◆ WORK TO BE COMPLETED:
Search each line of the data for the word "Uuid"; copy every line where it is found.

◆ EXTRACTED INFORMATION:

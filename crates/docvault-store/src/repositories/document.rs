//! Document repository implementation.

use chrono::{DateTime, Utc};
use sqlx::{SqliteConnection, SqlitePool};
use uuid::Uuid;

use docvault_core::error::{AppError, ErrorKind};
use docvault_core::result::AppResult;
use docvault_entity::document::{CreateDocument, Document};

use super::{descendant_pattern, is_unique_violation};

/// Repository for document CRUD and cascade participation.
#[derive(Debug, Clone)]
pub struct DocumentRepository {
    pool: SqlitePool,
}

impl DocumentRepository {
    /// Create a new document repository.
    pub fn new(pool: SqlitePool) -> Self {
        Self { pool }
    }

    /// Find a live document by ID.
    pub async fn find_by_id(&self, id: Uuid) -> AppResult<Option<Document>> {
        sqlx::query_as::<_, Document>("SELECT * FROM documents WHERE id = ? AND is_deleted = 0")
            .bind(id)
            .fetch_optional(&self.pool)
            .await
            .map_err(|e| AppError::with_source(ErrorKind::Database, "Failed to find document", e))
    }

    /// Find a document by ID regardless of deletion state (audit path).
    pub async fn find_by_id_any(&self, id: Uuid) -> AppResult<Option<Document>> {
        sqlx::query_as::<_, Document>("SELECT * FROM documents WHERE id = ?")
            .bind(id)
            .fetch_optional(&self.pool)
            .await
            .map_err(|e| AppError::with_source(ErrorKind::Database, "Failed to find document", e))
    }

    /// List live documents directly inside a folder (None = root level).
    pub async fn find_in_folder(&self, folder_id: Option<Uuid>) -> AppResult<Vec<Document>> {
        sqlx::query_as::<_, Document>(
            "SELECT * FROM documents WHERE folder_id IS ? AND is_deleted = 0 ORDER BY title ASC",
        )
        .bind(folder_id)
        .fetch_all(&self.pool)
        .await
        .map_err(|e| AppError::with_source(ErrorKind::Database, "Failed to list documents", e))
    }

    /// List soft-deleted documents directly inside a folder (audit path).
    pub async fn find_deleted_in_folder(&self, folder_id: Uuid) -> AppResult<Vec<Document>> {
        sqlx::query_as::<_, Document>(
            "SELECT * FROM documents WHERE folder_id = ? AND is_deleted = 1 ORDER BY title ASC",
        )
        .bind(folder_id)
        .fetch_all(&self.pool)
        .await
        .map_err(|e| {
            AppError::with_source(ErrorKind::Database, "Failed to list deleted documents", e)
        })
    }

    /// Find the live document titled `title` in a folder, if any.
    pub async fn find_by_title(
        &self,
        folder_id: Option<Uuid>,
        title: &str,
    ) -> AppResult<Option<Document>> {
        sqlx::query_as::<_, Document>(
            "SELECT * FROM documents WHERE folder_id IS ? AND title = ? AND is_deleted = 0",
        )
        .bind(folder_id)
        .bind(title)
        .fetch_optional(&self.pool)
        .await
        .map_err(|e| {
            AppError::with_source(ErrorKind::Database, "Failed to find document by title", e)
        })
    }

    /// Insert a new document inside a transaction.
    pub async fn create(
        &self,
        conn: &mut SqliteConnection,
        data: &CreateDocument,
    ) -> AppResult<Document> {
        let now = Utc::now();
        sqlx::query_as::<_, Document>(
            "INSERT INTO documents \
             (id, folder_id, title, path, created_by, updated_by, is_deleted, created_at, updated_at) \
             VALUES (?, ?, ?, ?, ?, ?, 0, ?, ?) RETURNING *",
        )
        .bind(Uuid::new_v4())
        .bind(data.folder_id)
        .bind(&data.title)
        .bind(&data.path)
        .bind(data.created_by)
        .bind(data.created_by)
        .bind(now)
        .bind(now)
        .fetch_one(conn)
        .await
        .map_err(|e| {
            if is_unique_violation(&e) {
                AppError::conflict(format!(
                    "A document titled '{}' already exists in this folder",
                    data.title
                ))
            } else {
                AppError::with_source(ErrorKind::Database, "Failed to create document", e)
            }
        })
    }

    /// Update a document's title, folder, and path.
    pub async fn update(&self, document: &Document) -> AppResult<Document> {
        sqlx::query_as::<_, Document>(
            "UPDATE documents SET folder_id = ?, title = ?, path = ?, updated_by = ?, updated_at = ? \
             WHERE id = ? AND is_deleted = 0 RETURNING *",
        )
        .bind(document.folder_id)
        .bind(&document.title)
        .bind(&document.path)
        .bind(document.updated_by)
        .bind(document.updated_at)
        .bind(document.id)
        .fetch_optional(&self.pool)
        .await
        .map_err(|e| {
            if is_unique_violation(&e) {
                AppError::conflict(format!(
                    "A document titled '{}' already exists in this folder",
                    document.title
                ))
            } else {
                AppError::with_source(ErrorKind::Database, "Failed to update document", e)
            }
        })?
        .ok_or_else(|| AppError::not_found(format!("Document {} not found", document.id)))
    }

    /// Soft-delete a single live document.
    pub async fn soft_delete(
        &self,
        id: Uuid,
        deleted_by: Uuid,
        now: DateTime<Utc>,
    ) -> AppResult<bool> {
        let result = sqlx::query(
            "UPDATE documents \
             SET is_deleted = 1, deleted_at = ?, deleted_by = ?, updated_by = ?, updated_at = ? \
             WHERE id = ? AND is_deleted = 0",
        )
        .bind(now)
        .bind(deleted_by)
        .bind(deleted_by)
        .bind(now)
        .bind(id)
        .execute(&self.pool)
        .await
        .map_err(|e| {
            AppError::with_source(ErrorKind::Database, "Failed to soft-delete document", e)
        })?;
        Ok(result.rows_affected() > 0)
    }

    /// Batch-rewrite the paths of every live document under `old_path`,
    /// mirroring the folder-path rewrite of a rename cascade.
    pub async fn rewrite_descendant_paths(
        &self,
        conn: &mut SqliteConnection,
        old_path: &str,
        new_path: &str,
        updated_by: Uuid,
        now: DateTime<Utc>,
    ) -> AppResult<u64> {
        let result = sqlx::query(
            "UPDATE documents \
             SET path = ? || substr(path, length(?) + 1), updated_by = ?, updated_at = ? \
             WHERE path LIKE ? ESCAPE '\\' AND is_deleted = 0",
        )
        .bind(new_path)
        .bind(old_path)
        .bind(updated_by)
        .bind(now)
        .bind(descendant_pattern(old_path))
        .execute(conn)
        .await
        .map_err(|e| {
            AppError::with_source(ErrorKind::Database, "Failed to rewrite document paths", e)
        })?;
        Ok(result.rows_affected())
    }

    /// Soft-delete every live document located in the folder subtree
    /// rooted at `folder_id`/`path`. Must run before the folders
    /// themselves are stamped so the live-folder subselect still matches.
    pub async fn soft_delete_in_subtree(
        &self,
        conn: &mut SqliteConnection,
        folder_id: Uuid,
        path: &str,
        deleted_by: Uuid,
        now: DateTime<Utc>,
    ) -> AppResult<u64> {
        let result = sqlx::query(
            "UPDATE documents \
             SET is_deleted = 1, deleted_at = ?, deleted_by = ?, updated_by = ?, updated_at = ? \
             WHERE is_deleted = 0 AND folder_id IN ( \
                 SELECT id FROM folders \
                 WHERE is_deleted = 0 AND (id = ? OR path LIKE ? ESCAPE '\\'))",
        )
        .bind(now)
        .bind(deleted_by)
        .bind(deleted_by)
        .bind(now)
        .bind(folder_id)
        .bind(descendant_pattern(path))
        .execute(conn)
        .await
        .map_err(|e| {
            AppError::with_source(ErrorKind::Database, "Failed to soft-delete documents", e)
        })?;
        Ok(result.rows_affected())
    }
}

◆ SOLUTION TO THIS PROBLEM:
use uuid::Uuid;
    pub async fn find_by_id(&self, id: Uuid) -> AppResult<Option<Document>> {
    pub async fn find_by_id_any(&self, id: Uuid) -> AppResult<Option<Document>> {
    pub async fn find_in_folder(&self, folder_id: Option<Uuid>) -> AppResult<Vec<Document>> {
    pub async fn find_deleted_in_folder(&self, folder_id: Uuid) -> AppResult<Vec<Document>> {
        folder_id: Option<Uuid>,
        .bind(Uuid::new_v4())
        id: Uuid,
        deleted_by: Uuid,
        updated_by: Uuid,
        folder_id: Uuid,
        deleted_by: Uuid,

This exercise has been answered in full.